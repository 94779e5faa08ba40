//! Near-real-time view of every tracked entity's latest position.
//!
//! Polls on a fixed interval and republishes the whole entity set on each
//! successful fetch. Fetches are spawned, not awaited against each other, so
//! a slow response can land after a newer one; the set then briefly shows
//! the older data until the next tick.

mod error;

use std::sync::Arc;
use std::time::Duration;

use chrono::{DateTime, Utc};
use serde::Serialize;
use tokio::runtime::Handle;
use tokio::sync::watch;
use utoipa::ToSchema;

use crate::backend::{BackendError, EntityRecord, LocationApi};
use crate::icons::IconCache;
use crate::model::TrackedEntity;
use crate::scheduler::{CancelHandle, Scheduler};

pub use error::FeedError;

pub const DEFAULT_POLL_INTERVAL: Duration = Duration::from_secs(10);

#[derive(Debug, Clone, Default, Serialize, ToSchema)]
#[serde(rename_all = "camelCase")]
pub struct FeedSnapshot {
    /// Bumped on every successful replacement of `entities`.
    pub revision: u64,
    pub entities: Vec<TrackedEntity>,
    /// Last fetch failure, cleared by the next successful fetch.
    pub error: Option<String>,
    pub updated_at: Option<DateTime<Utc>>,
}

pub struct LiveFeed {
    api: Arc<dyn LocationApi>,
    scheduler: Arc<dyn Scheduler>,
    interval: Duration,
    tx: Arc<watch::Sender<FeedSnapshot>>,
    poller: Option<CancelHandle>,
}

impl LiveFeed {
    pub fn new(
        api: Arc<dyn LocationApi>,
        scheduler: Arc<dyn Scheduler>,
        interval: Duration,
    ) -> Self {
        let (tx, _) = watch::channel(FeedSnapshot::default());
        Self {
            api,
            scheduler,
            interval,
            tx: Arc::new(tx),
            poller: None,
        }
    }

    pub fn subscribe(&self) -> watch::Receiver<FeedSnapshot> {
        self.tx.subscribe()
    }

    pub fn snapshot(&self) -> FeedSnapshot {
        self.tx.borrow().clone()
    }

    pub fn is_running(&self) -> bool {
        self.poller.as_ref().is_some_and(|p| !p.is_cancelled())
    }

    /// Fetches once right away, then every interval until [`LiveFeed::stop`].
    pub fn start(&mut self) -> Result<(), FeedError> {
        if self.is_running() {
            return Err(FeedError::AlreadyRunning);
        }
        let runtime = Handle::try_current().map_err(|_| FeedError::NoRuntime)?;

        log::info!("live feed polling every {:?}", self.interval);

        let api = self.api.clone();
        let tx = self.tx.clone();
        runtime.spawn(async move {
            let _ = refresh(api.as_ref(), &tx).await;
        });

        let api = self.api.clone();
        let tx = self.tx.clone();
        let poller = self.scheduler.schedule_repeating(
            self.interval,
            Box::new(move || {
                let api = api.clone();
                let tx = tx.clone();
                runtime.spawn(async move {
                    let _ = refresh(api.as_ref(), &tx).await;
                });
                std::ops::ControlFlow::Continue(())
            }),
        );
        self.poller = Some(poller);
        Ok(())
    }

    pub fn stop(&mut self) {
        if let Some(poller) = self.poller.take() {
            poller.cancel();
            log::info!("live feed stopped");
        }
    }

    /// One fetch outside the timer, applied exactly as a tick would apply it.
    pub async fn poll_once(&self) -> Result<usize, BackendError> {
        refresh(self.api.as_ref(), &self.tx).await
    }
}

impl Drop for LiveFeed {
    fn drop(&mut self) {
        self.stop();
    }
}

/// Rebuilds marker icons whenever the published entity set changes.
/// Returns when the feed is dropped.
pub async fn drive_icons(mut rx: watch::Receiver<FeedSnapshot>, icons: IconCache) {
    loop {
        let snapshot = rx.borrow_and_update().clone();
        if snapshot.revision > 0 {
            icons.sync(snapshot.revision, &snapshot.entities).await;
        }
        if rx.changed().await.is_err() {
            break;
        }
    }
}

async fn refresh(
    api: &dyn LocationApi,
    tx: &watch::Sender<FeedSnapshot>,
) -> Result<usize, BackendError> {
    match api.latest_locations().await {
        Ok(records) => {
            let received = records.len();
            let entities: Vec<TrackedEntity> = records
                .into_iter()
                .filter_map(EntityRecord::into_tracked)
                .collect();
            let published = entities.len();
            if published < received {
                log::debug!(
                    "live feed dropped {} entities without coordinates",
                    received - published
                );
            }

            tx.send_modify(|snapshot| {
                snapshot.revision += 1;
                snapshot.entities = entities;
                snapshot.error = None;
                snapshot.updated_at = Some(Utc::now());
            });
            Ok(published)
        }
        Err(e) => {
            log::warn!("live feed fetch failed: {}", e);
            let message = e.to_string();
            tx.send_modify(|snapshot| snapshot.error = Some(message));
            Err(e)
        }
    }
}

***

■ **Prompt**
The full listing above is to be transcribed exactly.

■ **Answer**
repository 94779e5faa08ba40
//! Near-real-time view of every tracked entity's latest position.
//!
//! Polls on a fixed interval and republishes the whole entity set on each
//! successful fetch. Fetches are spawned, not awaited against each other, so
//! a slow response can land after a newer one; the set then briefly shows
//! the older data until the next tick.

mod error;

use std::sync::Arc;
use std::time::Duration;

use chrono::{DateTime, Utc};
use serde::Serialize;
use tokio::runtime::Handle;
use tokio::sync::watch;
use utoipa::ToSchema;

use crate::backend::{BackendError, EntityRecord, LocationApi};
use crate::icons::IconCache;
use crate::model::TrackedEntity;
use crate::scheduler::{CancelHandle, Scheduler};

pub use error::FeedError;

pub const DEFAULT_POLL_INTERVAL: Duration = Duration::from_secs(10);

#[derive(Debug, Clone, Default, Serialize, ToSchema)]
#[serde(rename_all = "camelCase")]
pub struct FeedSnapshot {
    /// Bumped on every successful replacement of `entities`.
    pub revision: u64,
    pub entities: Vec<TrackedEntity>,
    /// Last fetch failure, cleared by the next successful fetch.
    pub error: Option<String>,
    pub updated_at: Option<DateTime<Utc>>,
}

pub struct LiveFeed {
    api: Arc<dyn LocationApi>,
    scheduler: Arc<dyn Scheduler>,
    interval: Duration,
    tx: Arc<watch::Sender<FeedSnapshot>>,
    poller: Option<CancelHandle>,
}

impl LiveFeed {
    pub fn new(
        api: Arc<dyn LocationApi>,
        scheduler: Arc<dyn Scheduler>,
        interval: Duration,
    ) -> Self {
        let (tx, _) = watch::channel(FeedSnapshot::default());
        Self {
            api,
            scheduler,
            interval,
            tx: Arc::new(tx),
            poller: None,
        }
    }

    pub fn subscribe(&self) -> watch::Receiver<FeedSnapshot> {
        self.tx.subscribe()
    }

    pub fn snapshot(&self) -> FeedSnapshot {
        self.tx.borrow().clone()
    }

    pub fn is_running(&self) -> bool {
        self.poller.as_ref().is_some_and(|p| !p.is_cancelled())
    }

    /// Fetches once right away, then every interval until [`LiveFeed::stop`].
    pub fn start(&mut self) -> Result<(), FeedError> {
        if self.is_running() {
            return Err(FeedError::AlreadyRunning);
        }
        let runtime = Handle::try_current().map_err(|_| FeedError::NoRuntime)?;

        log::info!("live feed polling every {:?}", self.interval);

        let api = self.api.clone();
        let tx = self.tx.clone();
        runtime.spawn(async move {
            let _ = refresh(api.as_ref(), &tx).await;
        });

        let api = self.api.clone();
        let tx = self.tx.clone();
        let poller = self.scheduler.schedule_repeating(
            self.interval,
            Box::new(move || {
                let api = api.clone();
                let tx = tx.clone();
                runtime.spawn(async move {
                    let _ = refresh(api.as_ref(), &tx).await;
                });
                std::ops::ControlFlow::Continue(())
            }),
        );
        self.poller = Some(poller);
        Ok(())
    }

    pub fn stop(&mut self) {
        if let Some(poller) = self.poller.take() {
            poller.cancel();
            log::info!("live feed stopped");
        }
    }

    /// One fetch outside the timer, applied exactly as a tick would apply it.
    pub async fn poll_once(&self) -> Result<usize, BackendError> {
        refresh(self.api.as_ref(), &self.tx).await
    }
}

impl Drop for LiveFeed {
    fn drop(&mut self) {
        self.stop();
    }
}

/// Rebuilds marker icons whenever the published entity set changes.
/// Returns when the feed is dropped.
pub async fn drive_icons(mut rx: watch::Receiver<FeedSnapshot>, icons: IconCache) {
    loop {
        let snapshot = rx.borrow_and_update().clone();
        if snapshot.revision > 0 {
            icons.sync(snapshot.revision, &snapshot.entities).await;
        }
        if rx.changed().await.is_err() {
            break;
        }
    }
}

async fn refresh(
    api: &dyn LocationApi,
    tx: &watch::Sender<FeedSnapshot>,
) -> Result<usize, BackendError> {
    match api.latest_locations().await {
        Ok(records) => {
            let received = records.len();
            let entities: Vec<TrackedEntity> = records
                .into_iter()
                .filter_map(EntityRecord::into_tracked)
                .collect();
            let published = entities.len();
            if published < received {
                log::debug!(
                    "live feed dropped {} entities without coordinates",
                    received - published
                );
            }

            tx.send_modify(|snapshot| {
                snapshot.revision += 1;
                snapshot.entities = entities;
                snapshot.error = None;
                snapshot.updated_at = Some(Utc::now());
            });
            Ok(published)
        }
        Err(e) => {
            log::warn!("live feed fetch failed: {}", e);
            let message = e.to_string();
            tx.send_modify(|snapshot| snapshot.error = Some(message));
            Err(e)
        }
    }
}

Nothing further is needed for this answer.